▸ TASK GOAL
Your answer should be every line below that includes the word "tokio".

▸ PROVIDED ENTRIES
==========
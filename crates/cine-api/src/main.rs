//! Cine API Server
//!
//! REST API server for the movie recommender.

use anyhow::Context;
use cine_api::{create_router, state::AppState};
use cine_core::config::{AppConfig, LoggingConfig};
use cine_recommend::MovieContext;
use std::sync::Arc;

fn load_config() -> anyhow::Result<AppConfig> {
    let config = match std::env::var("CINE_CONFIG") {
        Ok(path) => AppConfig::from_file(&path)
            .and_then(AppConfig::with_env_override)
            .with_context(|| format!("loading configuration from {path}"))?,
        Err(_) => AppConfig::from_env().context("reading configuration from environment")?,
    };
    Ok(config)
}

fn init_tracing(logging: &LoggingConfig) {
    let filter = tracing_subscriber::EnvFilter::try_from_default_env().unwrap_or_else(|_| {
        format!("{},tower_http=debug", logging.level).into()
    });

    if logging.json_format {
        tracing_subscriber::fmt().json().with_env_filter(filter).init();
    } else {
        tracing_subscriber::fmt().with_env_filter(filter).init();
    }
}

#[tokio::main]
async fn main() -> anyhow::Result<()> {
    // Load configuration
    let config = load_config()?;
    init_tracing(&config.logging);

    let addr = format!("{}:{}", config.server.host, config.server.port);

    // Connect collaborators; failures leave them unset
    let context = MovieContext::connect(&config).await;

    // Create application state
    let state = Arc::new(AppState::new(config, context));

    // Create router
    let app = create_router(state);

    // Start server
    let listener = tokio::net::TcpListener::bind(&addr).await?;
    tracing::info!("Cine API Server starting on http://{}", addr);
    tracing::info!("Swagger UI available at http://{}/swagger-ui/", addr);
    tracing::info!("OpenAPI spec at http://{}/api-docs/openapi.json", addr);

    axum::serve(listener, app).await?;

    Ok(())
}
==========
▸ WRITTEN ANSWER
#[tokio::main]
    let listener = tokio::net::TcpListener::bind(&addr).await?;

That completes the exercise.